Concept Drift: When Models Age and Make Mistakes
Machine learning has enabled many applications, from image and speech recognition to fraud detection and autonomous vehicles. The models used in these applications are trained on datasets, and they might work well when tested on examples that were available when they were trained. But what happens when the distribution of data changes over time, as it happens with online or rapidly-evolving systems, such as social media or stock markets? When do models start making mistakes and become outdated?
The answer is concept drift. Concept drift refers to the change of the statistical properties of data over time that models have to cope with. It poses a fundamental challenge to machine learning systems and requires constant monitoring, adaptation, and updating.
Real-life Example: Concept Drift in Online Advertising
To better understand concept drift, let’s consider an example: online advertising. Advertisers use machine learning to predict the probability of a user clicking on an ad, so they can display the most relevant ad to maximize the click-through rates and revenue. These predictions are based on clickstream data, user profiles, and other features. However, the distribution of user behavior and intent changes over time, as trends, preferences, and external factors (such as pandemics or holidays) influence them.
For instance, suppose a model is trained on data from January-March 2020, where people were searching for trips and travel packages for their spring breaks. The model learned patterns that are specific to that period, such as keywords, destinations, or flight durations. However, the outbreak of COVID-19 in March 2020 disrupted the travel industry, and people started canceling their trips or looking for alternatives, such as staycations or outdoor activities. The model can no longer rely on its previous assumptions to make accurate predictions for the summer or fall of 2020 or beyond.
Types of Concept Drift
Concept drift can be categorized into three types:
– Sudden concept drift: Happens when a sudden change in the data distribution occurs, such as a black swan event, a website redesign, or a new product launch. Sudden drift is harder to detect and require immediate attention to avoid significant losses or mispredictions.
– Incremental concept drift: Happens when the changes in the data occur gradually and over time. Incremental drifts are easier to detect but can be harder to adapt to since the model might become stuck in an old trend or unable to incorporate new phenomena.
– Recurring concept drift: Happens when the changes in the data distribution follow a periodic pattern, such as a seasonal trend or a weekly cycle. Recurring drifts are predictable and can be planned for, but require periodic updates and adaptations to stay accurate.
Monitoring and Mitigating Concept Drift
Concept drift can lead to diminishing the performance of machine learning systems or even worse, producing erroneous results that can lead to harm, such as misdiagnose a patient, recommend irrelevant content, or make bad investments decisions. Therefore, monitoring and mitigating concept drift is crucial for the sound deployment and operation of machine learning systems.

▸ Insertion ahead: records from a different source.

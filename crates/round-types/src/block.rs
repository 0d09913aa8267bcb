//! The minimal block view this engine reads. The raw block/transaction data
//! model beyond these fields is owned by the surrounding pipeline (see
//! spec §1, "out of scope").

use crate::{Height, PublicKey};
use serde::{Deserialize, Serialize};

/// Canonical identifier for a block, used only to stamp round-end ops via
/// `mark_block_id` and to support idempotent replay detection.
pub type BlockId = [u8; 32];

/// The fields the round engine reads off a persisted block.
///
/// `round` is deliberately not a field here: it is always derived from
/// `height` via `RoundMath::round_of`, so there is no denormalized copy that
/// forward/backward application could disagree about.
#[derive(Debug, Clone, Copy, PartialEq, Eq, Serialize, Deserialize)]
pub struct Block {
    pub id: BlockId,
    pub height: Height,
    pub generator_public_key: PublicKey,
    /// Total fee collected by this block's transactions, in satoshi.
    pub total_fee: i64,
    /// Block reward for this height, in satoshi.
    pub reward: i64,
}

impl Block {
    pub fn new(
        id: BlockId,
        height: Height,
        generator_public_key: PublicKey,
        total_fee: i64,
        reward: i64,
    ) -> Self {
        Self {
            id,
            height,
            generator_public_key,
            total_fee,
            reward,
        }
    }
}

There are several techniques and strategies to handle concept drift, such as:
– Re-training the model: One of the most effective ways to cope with concept drift is by re-training the model periodically on new data. Re-training the model allows it to incorporate the most recent patterns and update its assumptions. However, re-training can be costly, time-consuming, and might require expert supervision.
– Adaptive learning: Adaptive learning aims to adjust the model learning process continuously by adding or removing features or adjusting the model parameters in response to concept drift. Adaptive learning requires incremental computation and updating of the model weights.
– Ensemble methods: Ensemble methods involve combining the predictions of multiple models to improve the accuracy and robustness of the overall prediction. Ensemble methods are suited for coping with incremental or sudden concept drift and can handle noisy data or outliers.
– Tracking and monitoring: A crucial component of mitigating concept drift is to have a monitoring and tracking system in place that alerts the system owner when drift is detected or predicted. Monitoring tools can use statistical methods, visualization, or feedback loops to signal when the model performance is degrading, or predictions are diverging from the ground-truth data.
Conclusion
Concept drift is one of the major challenges facing machine learning systems in real-world applications. It requires constant monitoring, updating, and adaptation to cope with the changing distribution of data. Concept drift can happen in different forms, from sudden to incremental to recurring drifts. Mitigating concept drift can be achieved using various techniques, such as re-training, adaptive learning, ensemble methods, and monitoring tools. Failure to address concept drift can lead to poor performance, reduced accuracy, and even harm. Therefore, it is essential to tackle concept drift proactively and systematically.